El Anatsui
Learn about El Anatsui’s complex sculptures and explore the power of repeating a small act to make something much larger
transcript here
About the Video
Encourage your students to respond to the video in their own ways – perhaps by making notes, doodles or drawings, or through gestures and sounds.
Artist El Anatsui shares the inspiration behind his work and reflects on the process of making his Hyundai Turbine Hall Commission Behind the Red Moon in 2023.
"When you link things, when you unite things, their power keeps growing"
El Anatsui
In 2023, El Anatsui transformed Tate Modern's Turbine Hall with a giant installation made of thousands of bottle tops and fragments of metal. This work built on his interest in the migration of goods and people during the transatlantic slave trade. The liquor bottle tops came from Nigeria and are from an industry built on colonial trade routes. He says that the bottle tops were 'there at the beginning of the contact between two continents' and that they hold the past and present of Africa and Europe. The sculptures he creates from these materials hang in the air and appear to float across the space.
Anatsui works with dozens of assistants, stitching and assembling his sculptures by hand. Connections are made organically between materials, shapes and colours as compositions are pieced together.
Hyundai Commission: El Anatsui: Behind the Red Moon, Installation View, Photo © Tate (Lucy Green)
Discuss
Your students' ideas and experiences are the best starting point for any discussion. Use the prompts below to support meaningful and creative discussions in the classroom about the films' key themes. Discover how El Anatsui's practice can inspire your students to learn with art.
Repetitive Action
Anatsui says that when you repeat something, its meaning becomes clearer to you. This could be repeating an action or phrase such as mending a net or speaking a mantra.
Prompts
- What actions or phrases do you repeat multiple times per day? Do you think about their meaning, or do they happen automatically?
- A mantra is a word or short phrase that is repeated to help calm the mind, build concentration, or support learning. Do you have a mantra that helps you concentrate, or something you tell yourself when learning a new skill? What do you think the value of a mantra might be?

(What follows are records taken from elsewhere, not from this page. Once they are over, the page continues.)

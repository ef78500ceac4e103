//! Core ray-casting module - pure, deterministic, and testable
//!
//! This module contains the world, the player, movement rules, the ray
//! caster and the column renderer. It has **zero dependencies** on terminals,
//! windows, or clocks, making it:
//!
//! - **Deterministic**: Same inputs produce bit-identical frames
//! - **Testable**: Every stage can be driven directly from unit tests
//! - **Portable**: Renders into a plain pixel buffer any display can present
//! - **Fast**: Zero-allocation hot paths for per-frame movement and rendering
//!
//! # Module Structure
//!
//! - [`grid_map`]: Immutable tile grid with a solid-symbol lookup table
//! - [`player`]: Continuous position, facing angle and speed
//! - [`movement`]: Turning plus per-key collision-checked walking
//! - [`caster`]: Grid-line traversal to the nearest solid tile
//! - [`render`]: Per-column wall slice, wall palette and floor gradient
//! - [`pixel_buffer`]: Reusable packed-ARGB render target
//! - [`config`]: Field of view, render distance, mouse sensitivity
//!
//! # Example
//!
//! ```
//! use tui_raycaster_core::{cast, GridMap};
//!
//! let map = GridMap::from_rows(&["###", "#.#", "###"], b"#").unwrap();
//! let hit = cast((1.5, 1.5), 0.0, &map, 16.0);
//! assert_eq!(hit.tile, Some(b'#'));
//! assert!((hit.distance - 0.5).abs() < 1e-3);
//! ```
//!
//! # Frame
//!
//! A frame is [`apply_movement`] followed by
//! [`ColumnRenderer::render_frame`](render::ColumnRenderer::render_frame) into a
//! [`PixelBuffer`] that was allocated once up front.

pub mod caster;
pub mod config;
pub mod error;
pub mod grid_map;
pub mod movement;
pub mod pixel_buffer;
pub mod player;
pub mod render;

pub use tui_raycaster_types as types;

// Re-export commonly used types for convenience
pub use caster::{cast, cast_dir, RayHit, STEP_EPSILON};
pub use config::RenderConfig;
pub use error::ConfigError;
pub use grid_map::{GridMap, BUILTIN_SOLID};
pub use movement::{apply_movement, MoveInput, MoveOutcome};
pub use pixel_buffer::PixelBuffer;
pub use player::PlayerState;
pub use render::{
    floor_shade, ray_angle, wall_slice, ColumnRenderer, WallPalette, WallSlice, CEILING_COLOR,
    MIN_WALL_DISTANCE,
};
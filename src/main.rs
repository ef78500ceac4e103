//! Terminal ray caster (default binary).
//!
//! Renders the level as two pixels per character cell and presents it with a
//! diff-based crossterm renderer. WASD moves, the mouse or arrow keys turn,
//! Esc or Ctrl-C quits.
//!
//! Usage: `tui-raycaster [--config <settings.json>] [--print-config]`

use std::path::PathBuf;
use std::process::ExitCode;

use tui_raycaster::core::ColumnRenderer;
use tui_raycaster::engine::{FrameLoop, Settings, StartupError, SystemClock};
use tui_raycaster::input::{InputConfig, TerminalInput};
use tui_raycaster::term::TerminalDisplay;

const USAGE: &str = "usage: tui-raycaster [--config <settings.json>] [--print-config]";

/// Parsed command line.
#[derive(Debug, Default, PartialEq)]
struct Cli {
    config: Option<PathBuf>,
    print_config: bool,
}

impl Cli {
    fn parse(mut args: impl Iterator<Item = String>) -> Result<Self, String> {
        let mut cli = Cli::default();
        while let Some(arg) = args.next() {
            match arg.as_str() {
                "-c" | "--config" => {
                    let path = args
                        .next()
                        .ok_or_else(|| format!("{} needs a path", arg))?;
                    cli.config = Some(PathBuf::from(path));
                }
                "--print-config" => cli.print_config = true,
                other => return Err(format!("unexpected argument '{}'", other)),
            }
        }
        Ok(cli)
    }
}

fn main() -> ExitCode {
    // The display owns stdout; logs go to stderr.
    env_logger::Builder::from_env(env_logger::Env::default().default_filter_or("warn")).init();

    let cli = match Cli::parse(std::env::args().skip(1)) {
        Ok(cli) => cli,
        Err(msg) => {
            eprintln!("{}\n{}", msg, USAGE);
            return ExitCode::from(2);
        }
    };

    if cli.print_config {
        println!("{}", Settings::example_json());
        return ExitCode::SUCCESS;
    }

    match run(&cli) {
        Ok(()) => ExitCode::SUCCESS,
        Err(err) => {
            let code = match err.downcast_ref::<StartupError>() {
                Some(startup) => startup.exit_code(),
                None => 1,
            };
            log::error!("{:#}", err);
            eprintln!("error: {:#}", err);
            ExitCode::from(code)
        }
    }
}

fn run(cli: &Cli) -> anyhow::Result<()> {
    let settings = match &cli.config {
        Some(path) => Settings::load(path).map_err(StartupError::from)?,
        None => Settings::default(),
    };
    let world = settings.build_world().map_err(StartupError::from)?;

    let mut display = TerminalDisplay::from_terminal(settings.show_fps)
        .map_err(|e| StartupError::collaborator("display", e))?;
    if let Err(e) = display.enter() {
        let _ = display.exit();
        return Err(StartupError::collaborator("display", e).into());
    }

    let mut input = TerminalInput::new(InputConfig {
        key_release_timeout_ms: settings.key_release_timeout_ms,
        pointer_cell_scale: settings.pointer_cell_scale,
        key_turn_rate: settings.key_turn_rate,
    });
    if let Err(e) = input.enable() {
        let _ = input.disable();
        let _ = display.exit();
        return Err(StartupError::collaborator("input", e).into());
    }

    let mut frame_loop = FrameLoop::new(
        world,
        ColumnRenderer::default(),
        display,
        input,
        SystemClock::new(),
    )
    .with_frame_cap_ms(settings.frame_cap_ms());

    let result = frame_loop.run();

    // Always try to restore terminal state.
    let _ = frame_loop.input_mut().disable();
    let _ = frame_loop.display_mut().exit();

    let summary = result?;
    log::info!(
        "exited after {} frames (last FPS {})",
        summary.frames,
        summary.last_fps
    );
    Ok(())
}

- Some people feel that repetitive actions like knitting, sewing, or drawing circles are forms of meditation. Some people use repetitive actions for stimming and self-regulating. Can you think of activities or actions you repeat that help calm and centre you?
From One to Many
Anatsui works with large groups of similar materials, creating huge walls of shimmering bottlecap sculptures, wooden forests, or wood panels made up of tiny slices and cuts of wood. He also works with many assistants called artisans who assemble pieces based on his loose instructions.
Prompts
- Anatsui could tell the artisans he works with exactly how he wants something done, but instead he gives them simple, open instructions. Why do you think he lets them work in their own way?
- He says he feels like his job is to decide how to harness the differences in people’s work into something organic. He says those differences are desirable ‘in an art situation.’ Why might difference be a good thing, in art or in society?
- Anatsui says that in his work, the power of a simple object grows when it is multiplied many times. How does using lots of the same thing change how the artwork feels? Why might many people or many objects be stronger together than alone?
Legacies of Colonialism
Anatsui thinks about history and how it is connected to the world today. He is interested in the way commonplace objects, such as bottle caps, retain the histories and stories of places and people. In particular, he explores how these objects connect to the introduction of the slave trade to Africa and to the ways modern industry, and companies such as Tate & Lyle, benefitted from the infrastructure created by the transatlantic slave trade.
Prompts
- Anatsui feels that uniting and transforming these materials can bring about meaning and ‘help enrich the lives of people.’ Why do you think an artist would want to try to transform materials associated with the slave trade? How could this help people learn or feel differently?
- Do you think using an everyday object to make art can transform it into something new or unexpected? Does it break with its past or hold on to its history?
- Do you think art can help people learn about and understand what happened in the past? How might art help us remember and talk about the transatlantic slave trade and colonialism?
How to Use Artist Stories
Introduce art and artists into your classroom with Artist Stories resources. The resources combine engaging videos and thoughtful discussion points to encourage confidence, self-expression and critical thinking. Art is a powerful tool for discussing the big ideas that impact young people's lives today.
- Explore the video:
- Read About the video to introduce the artist to your students.
- Project the video or watch it in smaller groups.
- Each video is between 3–10 minutes.
- Transcripts are included where available.
2. Discuss the video:
- Select discussion prompts from the list to frame your conversation.
- Use a mix of individual reflection, pair work and group discussion.
- Use one set of prompts to explore a theme in depth or shape your discussion across different themes.
- Discussion prompts can also be used in a Q&A format.